SIR JOHN YOUNG to the DUKE OF BUCKINGHAM.

"Government-house, Sydney, 23d November, 1867. "Having reference to the request on the part of the Norfolk Island community in Mr. Bates's favor, communicated to me by Mr. F. Nobbs, I have issued a grant to Mr. Bates of an allotment, and received payment from him at the rate of two pounds an acre, which sum will be duly carried to the account of the principal now about to be invested for the benefit of the islanders. Mr. Bates is an American. He owned a small trading schooner. The islanders adopted and pressed him to remain with them, and trade on his and their joint account from Norfolk Island to the different adjacent ports.
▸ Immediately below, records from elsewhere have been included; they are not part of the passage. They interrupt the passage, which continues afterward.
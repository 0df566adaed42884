//! Semantic similarity between a JD and a resume via sentence embeddings.
//!
//! `AppState` holds an `Arc<dyn Embedder>`. Production uses `FastEmbedder`
//! (all-MiniLM-L6-v2 through fastembed); tests swap in a deterministic fake.

use std::path::PathBuf;
use std::sync::{Arc, Mutex};

use anyhow::Context;
use async_trait::async_trait;
use fastembed::{EmbeddingModel, InitOptions, TextEmbedding};

use crate::errors::AppError;
use crate::matching::round_to_hundredths;

/// Embedding backend. One output vector per input text, same order.
#[async_trait]
pub trait Embedder: Send + Sync {
    async fn embed(&self, texts: Vec<String>) -> Result<Vec<Vec<f32>>, AppError>;
}

/// all-MiniLM-L6-v2 loaded once at startup.
///
/// fastembed needs `&mut` access to run its ONNX session, so inference calls
/// are serialized through the mutex. The model itself is never replaced.
pub struct FastEmbedder {
    model: Arc<Mutex<TextEmbedding>>,
}

impl FastEmbedder {
    /// Loads (downloading on first run) the model weights. Blocking.
    pub fn load(cache_dir: Option<PathBuf>) -> anyhow::Result<Self> {
        let mut options =
            InitOptions::new(EmbeddingModel::AllMiniLML6V2).with_show_download_progress(false);
        if let Some(dir) = cache_dir {
            options = options.with_cache_dir(dir);
        }
        let model = TextEmbedding::try_new(options)
            .context("Failed to initialize all-MiniLM-L6-v2 embedding model")?;
        Ok(Self {
            model: Arc::new(Mutex::new(model)),
        })
    }
}

#[async_trait]
impl Embedder for FastEmbedder {
    async fn embed(&self, texts: Vec<String>) -> Result<Vec<Vec<f32>>, AppError> {
        let model = Arc::clone(&self.model);
        tokio::task::spawn_blocking(move || {
            let mut model = model
                .lock()
                .map_err(|_| AppError::Embedding("embedding model lock poisoned".to_string()))?;
            model
                .embed(texts, None)
                .map_err(|e| AppError::Embedding(format!("Failed to generate embeddings: {e:?}")))
        })
        .await
        .map_err(|e| AppError::Embedding(format!("Embedding task failed: {e}")))?
    }
}

/// Cosine similarity of two vectors. Zero-length or zero-norm input gives 0.0.
pub fn cosine_similarity(a: &[f32], b: &[f32]) -> f64 {
    if a.len() != b.len() || a.is_empty() {
        return 0.0;
    }
    let (mut dot, mut norm_a, mut norm_b) = (0.0_f64, 0.0_f64, 0.0_f64);
    for (&x, &y) in a.iter().zip(b) {
        let (x, y) = (f64::from(x), f64::from(y));
        dot += x * y;
        norm_a += x * x;
        norm_b += y * y;
    }
    if norm_a == 0.0 || norm_b == 0.0 {
        return 0.0;
    }
    dot / (norm_a.sqrt() * norm_b.sqrt())
}

/// Cosine similarity of the two texts' embeddings as a percentage, two decimals.
///
/// Not clamped: opposite embeddings score down to -100.
pub async fn semantic_score(
    embedder: &dyn Embedder,
    jd_text: &str,
    resume_text: &str,
) -> Result<f64, AppError> {
    let vectors = embedder
        .embed(vec![jd_text.to_string(), resume_text.to_string()])
        .await?;
    let [jd_vector, resume_vector] = vectors.as_slice() else {
        return Err(AppError::Embedding(format!(
            "expected 2 embeddings, model returned {}",
            vectors.len()
        )));
    };
    Ok(round_to_hundredths(
        cosine_similarity(jd_vector, resume_vector) * 100.0,
    ))
}
use clap::Parser;
use log::{error, info};
use std::process;

use bdd2tfrecord::{write_dataset, write_schema_file, Args, ConvertError};

fn run(args: &Args) -> Result<(), ConvertError> {
    let config = args.to_writer_config()?;
    let vocabulary = args.vocabulary();
    let inputs = args.resolve_inputs()?;
    let output_dir = args.output_dir();

    info!(
        "Label vocabulary '{}' with {} categories",
        vocabulary.version(),
        vocabulary.len()
    );

    let summary = write_dataset(&inputs, &output_dir, &config, &vocabulary)?;
    summary.stats.print_summary();
    for shard in &summary.shards {
        info!("{}: {} records", shard.path.display(), shard.records);
    }

    if args.write_schema {
        let path = write_schema_file(&output_dir)?;
        info!("Wrote feature description to {}", path.display());
    }

    Ok(())
}

fn main() {
    // Initialize the logger
    env_logger::Builder::from_env(env_logger::Env::default().default_filter_or("info")).init();
    let args = Args::parse();

    info!("Starting the conversion process...");

    if let Err(e) = run(&args) {
        error!("Failed to convert dataset: {}", e);
        process::exit(1);
    }

    info!("Conversion process completed successfully.");
}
On the ground of their adoption, he applied to me for a grant of land. This I refused, as free grants of land were reserved for the Pitcairners, but I allowed him to buy an allotment at the rate of two pounds an acre. The money has been added to the capital accumulated to supply a public revenue, and for the benefit of the people. Under present circumstances

the money is of more advantage to the community than the land. From this statement of facts, Your Grace will see that Mr. Bates's residence in the island is not of my causing, but of the deliberate choice of the islanders more than once communicated to me. He is an active man of good character, and I think well of him, as stated in my dispatch to Mr. Cardwell of 18th of November, 1864. He is at the present time engaged in navigating a small trading vessel on shares with a crew of the islanders, his own craft having been unfortunately wrecked.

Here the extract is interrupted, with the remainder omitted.